Write out exactly what each line says, starting with the first line below and ending on the one with "N successful ones".

Stored data entries
▶
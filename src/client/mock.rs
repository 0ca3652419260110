//! Mock Graph API client for testing
//!
//! Serves scripted listing pages keyed by edge path, chaining them through
//! synthetic `mock://` cursor URLs so crawls follow `paging.next` exactly as
//! they do against the real API.

use async_trait::async_trait;
use std::collections::HashMap;
use std::sync::Arc;
use tokio::sync::Mutex;

use super::models::{MediaPage, Paging, RawMedia};
use super::{GraphApi, PageTarget};
use crate::error::{ApiError, Result};

/// Mock Graph client.
///
/// # Example
/// ```ignore
/// let mock = MockGraphClient::new()
///     .with_pages("1789/tags", vec![vec![media("1", ts)], vec![media("2", ts)]])
///     .await;
/// ```
pub struct MockGraphClient {
    account_id: String,
    /// Edge path -> pages served in order
    pages: Arc<Mutex<HashMap<String, Vec<Vec<RawMedia>>>>>,
    /// Hashtag name -> Graph ID
    hashtags: Arc<Mutex<HashMap<String, String>>>,
    /// Error to return (if any) - consumed on first use
    error: Arc<Mutex<Option<ApiError>>>,
    /// Fail every page fetch after N successful ones
    fail_after: Arc<Mutex<Option<usize>>>,
    /// Track number of calls for verification
    call_count: Arc<Mutex<CallCounts>>,
    /// Every page target requested, in order
    captured_targets: Arc<Mutex<Vec<PageTarget>>>,
}

impl Default for MockGraphClient {
    fn default() -> Self {
        Self {
            account_id: "1789".to_string(),
            pages: Arc::new(Mutex::new(HashMap::new())),
            hashtags: Arc::new(Mutex::new(HashMap::new())),
            error: Arc::new(Mutex::new(None)),
            fail_after: Arc::new(Mutex::new(None)),
            call_count: Arc::new(Mutex::new(CallCounts::default())),
            captured_targets: Arc::new(Mutex::new(Vec::new())),
        }
    }
}

/// Tracks API call counts for test verification
#[derive(Default, Debug, Clone)]
pub struct CallCounts {
    pub fetch_page: usize,
    pub resolve_hashtag_id: usize,
}

impl CallCounts {
    pub fn total(&self) -> usize {
        self.fetch_page + self.resolve_hashtag_id
    }
}

impl MockGraphClient {
    pub fn new() -> Self {
        Self::default()
    }

    /// Configure the pages served for an edge path, e.g. `1789/tags`.
    pub async fn with_pages(self, path: &str, pages: Vec<Vec<RawMedia>>) -> Self {
        self.pages.lock().await.insert(path.to_string(), pages);
        self
    }

    /// Configure a hashtag name -> ID resolution.
    pub async fn with_hashtag(self, tag: &str, id: &str) -> Self {
        self.hashtags
            .lock()
            .await
            .insert(tag.to_string(), id.to_string());
        self
    }

    /// Configure an error to return on the next API call.
    pub async fn with_error(self, error: ApiError) -> Self {
        *self.error.lock().await = Some(error);
        self
    }

    /// Fail every page fetch once `pages` fetches have succeeded.
    pub async fn fail_after(self, pages: usize) -> Self {
        *self.fail_after.lock().await = Some(pages);
        self
    }

    pub async fn call_counts(&self) -> CallCounts {
        self.call_count.lock().await.clone()
    }

    pub async fn captured_targets(&self) -> Vec<PageTarget> {
        self.captured_targets.lock().await.clone()
    }

    async fn check_error(&self) -> Result<()> {
        if let Some(e) = self.error.lock().await.take() {
            return Err(e.into());
        }
        Ok(())
    }

    fn cursor_for(path: &str, index: usize) -> String {
        format!("mock://{}?page={}", path, index)
    }

    fn parse_cursor(url: &str) -> Option<(String, usize)> {
        let rest = url.strip_prefix("mock://")?;
        let (path, page) = rest.split_once("?page=")?;
        Some((path.to_string(), page.parse().ok()?))
    }
}

/// Build a raw Graph item for tests.
pub fn media(id: &str, timestamp: &str) -> RawMedia {
    RawMedia {
        id: Some(id.to_string()),
        media_type: Some("IMAGE".to_string()),
        media_url: Some(format!("https://cdn.example/{}.jpg", id)),
        permalink: Some(format!("https://www.instagram.com/p/{}/", id)),
        timestamp: Some(timestamp.to_string()),
        ..RawMedia::default()
    }
}

#[async_trait]
impl GraphApi for MockGraphClient {
    async fn fetch_page(&self, target: &PageTarget) -> Result<MediaPage> {
        self.captured_targets.lock().await.push(target.clone());
        self.check_error().await?;

        {
            let mut counts = self.call_count.lock().await;
            if let Some(limit) = *self.fail_after.lock().await
                && counts.fetch_page >= limit
            {
                counts.fetch_page += 1;
                return Err(ApiError::ServerError("scripted failure".to_string()).into());
            }
            counts.fetch_page += 1;
        }

        let (path, index) = match target {
            PageTarget::Endpoint { path, .. } => (path.clone(), 0),
            PageTarget::Cursor(url) => Self::parse_cursor(url)
                .ok_or_else(|| ApiError::BadRequest(format!("unknown cursor {}", url)))?,
        };

        let pages = self.pages.lock().await;
        let Some(script) = pages.get(&path) else {
            return Err(ApiError::NotFound(path).into());
        };
        let data = script.get(index).cloned().unwrap_or_default();
        let paging = (index + 1 < script.len()).then(|| Paging {
            next: Some(Self::cursor_for(&path, index + 1)),
            cursors: None,
        });

        Ok(MediaPage { data, paging })
    }

    async fn resolve_hashtag_id(&self, tag: &str) -> Result<String> {
        self.check_error().await?;
        self.call_count.lock().await.resolve_hashtag_id += 1;

        self.hashtags
            .lock()
            .await
            .get(tag)
            .cloned()
            .ok_or_else(|| ApiError::HashtagNotFound(tag.to_string()).into())
    }

    fn account_id(&self) -> &str {
        &self.account_id
    }
}

#[cfg(test)]
mod tests {
    use super::*;
    use crate::client::ListingParams;

    #[tokio::test]
    async fn test_mock_chains_pages_through_cursors() {
        let mock = MockGraphClient::new()
            .with_pages(
                "1789/tags",
                vec![vec![media("1", "2024-01-01")], vec![media("2", "2024-01-02")]],
            )
            .await;

        let first = mock
            .fetch_page(&PageTarget::endpoint("1789/tags", ListingParams::new()))
            .await
            .unwrap();
        let next = first.next_cursor().unwrap().to_string();
        let second = mock.fetch_page(&PageTarget::Cursor(next)).await.unwrap();

        assert_eq!(second.data[0].id.as_deref(), Some("2"));
        assert!(second.next_cursor().is_none());
        assert_eq!(mock.call_counts().await.fetch_page, 2);
    }

    #[tokio::test]
    async fn test_mock_fail_after() {
        let mock = MockGraphClient::new()
            .with_pages("p", vec![vec![], vec![]])
            .await
            .fail_after(1)
            .await;

        let target = PageTarget::endpoint("p", ListingParams::new());
        assert!(mock.fetch_page(&target).await.is_ok());
        assert!(mock.fetch_page(&target).await.is_err());
    }

    #[tokio::test]
    async fn test_mock_error_consumed_once() {
        let mock = MockGraphClient::new()
            .with_hashtag("sunset", "17841")
            .await
            .with_error(ApiError::Network("down".to_string()))
            .await;

        assert!(mock.resolve_hashtag_id("sunset").await.is_err());
        assert_eq!(mock.resolve_hashtag_id("sunset").await.unwrap(), "17841");
    }
}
◀
Solution to the exercise ::
filename src/client/mock.rs
repository 0ca3652419260110
//! Mock Graph API client for testing
//!
//! Serves scripted listing pages keyed by edge path, chaining them through
//! synthetic `mock://` cursor URLs so crawls follow `paging.next` exactly as
//! they do against the real API.

use async_trait::async_trait;
use std::collections::HashMap;
use std::sync::Arc;
use tokio::sync::Mutex;

use super::models::{MediaPage, Paging, RawMedia};
use super::{GraphApi, PageTarget};
use crate::error::{ApiError, Result};

/// Mock Graph client.
///
/// # Example
/// ```ignore
/// let mock = MockGraphClient::new()
///     .with_pages("1789/tags", vec![vec![media("1", ts)], vec![media("2", ts)]])
///     .await;
/// ```
pub struct MockGraphClient {
    account_id: String,
    /// Edge path -> pages served in order
    pages: Arc<Mutex<HashMap<String, Vec<Vec<RawMedia>>>>>,
    /// Hashtag name -> Graph ID
    hashtags: Arc<Mutex<HashMap<String, String>>>,
    /// Error to return (if any) - consumed on first use
    error: Arc<Mutex<Option<ApiError>>>,
    /// Fail every page fetch after N successful ones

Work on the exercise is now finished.